Madam Speaker, the people of Quebec and Canada have agreed to send troops to the former Yugoslavia to keep the peace. Our troops are part of a 23,000 member UN force which has been making commendable efforts for months to restore peace to that European country. With dignity, courage and efficiency, our soldiers have carried out their mandate, a narrow and demanding mandate that they have managed to carry out effectively.
Our troops have saved lives. They have provided medical treatment. They have helped people escape the combat zone.
After many months of hard work, an agreement was finally reached just recently, under which Bosnian Serbs accepted that six safe areas be defined. Sarajevo and Gorazde were among these areas.
We are forced to recognize that the Bosnian Serbs did not live up to their word, as this has been the case all too often over the past few months, and hostilities resumed. The city of Gorazde is currently under Bosnian Serb fire, its unarmed and defenceless population subjected to mortar shelling day in and day out. Blind fire is killing civilians, women and children. Just today, 28 people were killed in the shelling of a hospital.

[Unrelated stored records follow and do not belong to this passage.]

//! Turns `internal-transaction-ok` acknowledgements into outbound Lightning
//! payments, or into reversals when the payment cannot be made.
//!
//! Every acknowledgement is decided exactly once. The decision is recorded by
//! the handled marker under the acknowledgement id; while it is being made the
//! acknowledgement lease `a:<ackId>` keeps concurrent deliveries out.

use std::{sync::Arc, time::Duration};

use anyhow::Result;
use async_trait::async_trait;
use tracing::{debug, error, info, warn};

use crate::{
    event::{Event, Keys},
    invoice::amount_msat,
    ledger::{outbound_tx, revert_tx, start_amount},
    lightning::{PayError, PaymentBackend, PaymentOutcome},
    nip04,
    outbox::Outbox,
    relay::EventFetcher,
    store::{acquire_lease, is_handled, mark_handled, release_lease, CoordinationStore},
    subscriptions::EventHandler,
};

pub const DEFAULT_PAY_TIMEOUT: Duration = Duration::from_secs(5);
pub const DEFAULT_LEASE_TTL: Duration = Duration::from_secs(10 * 60);

#[derive(Debug, Clone, Copy, PartialEq, Eq)]
pub enum DiscardReason {
    MissingTarget,
    MissingParent,
    SelfOriginated,
    StartNotFound,
    /// Declared or invoiced amount cannot be read.
    UnreadableAmount,
}

#[derive(Debug, Clone, PartialEq, Eq)]
pub enum RevertReason {
    MissingInvoice,
    AmountMismatch,
    PaymentFailed(String),
}

/// How an acknowledgement was decided.
#[derive(Debug, Clone, PartialEq, Eq)]
pub enum Outcome {
    /// Already decided, or being decided by another task.
    Duplicate,
    Discarded(DiscardReason),
    Completed { outbound_id: String },
    Reverted { reversal_id: String, reason: RevertReason },
}

pub struct TransactionMachine {
    keys: Keys,
    ledger: String,
    store: Arc<dyn CoordinationStore>,
    fetcher: Arc<dyn EventFetcher>,
    backend: Arc<dyn PaymentBackend>,
    outbox: Arc<Outbox>,
    pay_timeout: Duration,
    lease_ttl: Duration,
}

impl TransactionMachine {
    pub fn new(
        ledger: String,
        store: Arc<dyn CoordinationStore>,
        fetcher: Arc<dyn EventFetcher>,
        backend: Arc<dyn PaymentBackend>,
        outbox: Arc<Outbox>,
    ) -> Self {
        Self {
            keys: outbox.keys().clone(),
            ledger,
            store,
            fetcher,
            backend,
            outbox,
            pay_timeout: DEFAULT_PAY_TIMEOUT,
            lease_ttl: DEFAULT_LEASE_TTL,
        }
    }

    pub fn with_pay_timeout(mut self, timeout: Duration) -> Self {
        self.pay_timeout = timeout;
        self
    }

    pub fn with_lease_ttl(mut self, ttl: Duration) -> Self {
        self.lease_ttl = ttl;
        self
    }

    /// Decide the fate of one acknowledgement.
    ///
    /// Store, relay and publish failures are returned as errors and leave the
    /// acknowledgement undecided so a later delivery can retry it.
    pub async fn handle(&self, ack: &Event) -> Result<Outcome> {
        let store = self.store.as_ref();
        if is_handled(store, &ack.id).await? {
            debug!(ack = %ack.id, "already handled");
            return Ok(Outcome::Duplicate);
        }
        if !acquire_lease(store, &ack.id, self.lease_ttl).await? {
            debug!(ack = %ack.id, "acknowledgement in progress elsewhere");
            return Ok(Outcome::Duplicate);
        }
        // The previous holder may have finished between the check and the lease.
        let result = match is_handled(store, &ack.id).await {
            Ok(true) => Ok(Outcome::Duplicate),
            Ok(false) => self.decide(ack).await,
            Err(e) => Err(e.into()),
        };
        if let Err(e) = release_lease(store, &ack.id).await {
            error!(ack = %ack.id, error = %e, outcome = ?result.as_ref().ok(), "failed to release ack lease");
        }
        result
    }

    async fn decide(&self, ack: &Event) -> Result<Outcome> {
        let Some(target) = ack.nth_tag("p", 1) else {
            warn!(ack = %ack.id, "no target found");
            return self.discard(ack, DiscardReason::MissingTarget).await;
        };
        let Some(start_id) = ack.first_tag("e") else {
            warn!(ack = %ack.id, "no starting event found");
            return self.discard(ack, DiscardReason::MissingParent).await;
        };
        if target == self.keys.public_hex() {
            debug!(ack = %ack.id, "originated by this service");
            return self.discard(ack, DiscardReason::SelfOriginated).await;
        }

        let Some(start) = self.fetcher.fetch_event(start_id).await? else {
            warn!(ack = %ack.id, start = start_id, "start event not found");
            return self.discard(ack, DiscardReason::StartNotFound).await;
        };

        let Some(declared) = start_amount(&start.content) else {
            warn!(start = %start.id, "start amount unreadable");
            return self.discard(ack, DiscardReason::UnreadableAmount).await;
        };
        let Some(bolt11) = start.first_tag("bolt11") else {
            warn!(start = %start.id, "transaction without invoice");
            return self.revert(ack, &start, RevertReason::MissingInvoice).await;
        };
        let invoiced = match amount_msat(bolt11) {
            Ok(msat) => msat,
            Err(e) => {
                warn!(start = %start.id, error = %e, "invoice amount unreadable");
                return self.discard(ack, DiscardReason::UnreadableAmount).await;
            }
        };
        if declared != invoiced {
            warn!(start = %start.id, declared, invoiced, "content and invoice amounts differ");
            return self.revert(ack, &start, RevertReason::AmountMismatch).await;
        }

        match self.pay(bolt11).await {
            Ok(paid) => {
                info!(start = %start.id, hash = %paid.payment_hash, "paid invoice");
                let preimage = nip04::encrypt(self.keys.secret(), target, &paid.preimage)?;
                let outbound = self
                    .outbox
                    .publish(outbound_tx(&self.ledger, &start, preimage))
                    .await?;
                mark_handled(self.store.as_ref(), &ack.id).await?;
                Ok(Outcome::Completed {
                    outbound_id: outbound.id,
                })
            }
            Err(e) => {
                warn!(start = %start.id, error = %e, "failed paying invoice, reverting");
                self.revert(ack, &start, RevertReason::PaymentFailed(e.to_string()))
                    .await
            }
        }
    }

    /// Pay `bolt11` unless an earlier attempt already succeeded.
    async fn pay(&self, bolt11: &str) -> Result<PaymentOutcome, PayError> {
        match tokio::time::timeout(self.pay_timeout, self.backend.lookup_payment(bolt11)).await {
            Ok(Ok(Some(previous))) => {
                info!(hash = %previous.payment_hash, "invoice already paid, reusing preimage");
                return Ok(previous);
            }
            Ok(Ok(None)) => {}
            Ok(Err(e)) => debug!(error = %e, "payment lookup failed"),
            Err(_) => warn!(bolt11, "payment lookup timed out"),
        }
        tokio::time::timeout(self.pay_timeout, self.backend.pay_invoice(bolt11))
            .await
            .map_err(|_| PayError::Timeout)?
    }

    async fn discard(&self, ack: &Event, reason: DiscardReason) -> Result<Outcome> {
        mark_handled(self.store.as_ref(), &ack.id).await?;
        Ok(Outcome::Discarded(reason))
    }

    async fn revert(&self, ack: &Event, start: &Event, reason: RevertReason) -> Result<Outcome> {
        let reversal = self.outbox.publish(revert_tx(&self.ledger, start)).await?;
        mark_handled(self.store.as_ref(), &ack.id).await?;
        info!(start = %start.id, reversal = %reversal.id, ?reason, "reverted transaction");
        Ok(Outcome::Reverted {
            reversal_id: reversal.id,
            reason,
        })
    }
}

#[async_trait]
impl EventHandler for TransactionMachine {
    async fn handle(&self, event: Event) -> Result<()> {
        let outcome = TransactionMachine::handle(self, &event).await?;
        debug!(ack = %event.id, ?outcome, "acknowledgement decided");
        Ok(())
    }
}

We are facing a difficult situation. Will we look on helplessly, as brutal force, ill intent and duplicity triumph? Will we keep on worrying about what happens to our troops in the field? On the other hand, should we not help those who are proposing concerted, effective actions to force Bosnian Serbs to abide by the agreements concluded, to stop shelling and remove their guns from around guaranteed safe areas? I think we should. I think that the nations involved in the operations must send a clear message, an ultimatum, to the people who are shelling defenceless people, shelling civilians and children, shelling hospitals.
The ultimatum must be clear and have a short deadline. It seems that is the only language which the soldiers operating under the colours of the Bosnian Serbs understand.
We must issue this ultimatum and if they do not comply, we must, as suggested, strike effectively and rapidly so that the weapons shooting civilians and defenceless people are destroyed and that the troops in the field are no longer subject to the bad faith of the Bosnian Serbs, who as we have seen believe that they do not have to keep their word.
We must issue this ultimatum and use the necessary force if the Bosnian Serbs do not comply, because it is a humanitarian duty. We are witnessing barbaric acts. We are witnessing frightful things. For a long time, we had not seen people in Europe being subjected to mortar fire, random shooting and bombing.
Canadians do not accept violence in their own country. Increasingly, they call for action, and I believe that they have the same attitude to situations of violence abroad directed against defenceless people.
Therefore it is a humanitarian duty to intervene. It also takes the lessons of history into account.
If the League of Nations, a few years prior to 1939, had taken the necessary steps to stop Hitlerian madness in Germany, many millions of people might not have died in World War II.
History teaches us that if we do not do anything to stop massacres, injustice and unspeakable violence against civilians, against defenceless populations-if we witness all these horrible scenes without reacting-we will pay dearly for our inaction several years later. That is also what the news teaches us.
Staggering events are now occurring in Rwanda, Africa. We see people being slaughtered and ask ourselves whether we could have done something in the first hours of the crisis. I think the answer is yes. So I think we should intervene. We have a duty to intervene in the face of growing violence, of the return to Europe of barbarities it had not seen in 50 years.
It is with regret but also with a sense of duty that I think Canada should agree to implement the program proposed by the UN to NATO and, if the ultimatum is rejected by the Bosnian Serbs, to launch the air strikes required to make them live up to their word. In all honesty, I think it is our duty to show solidarity with our fellow human beings.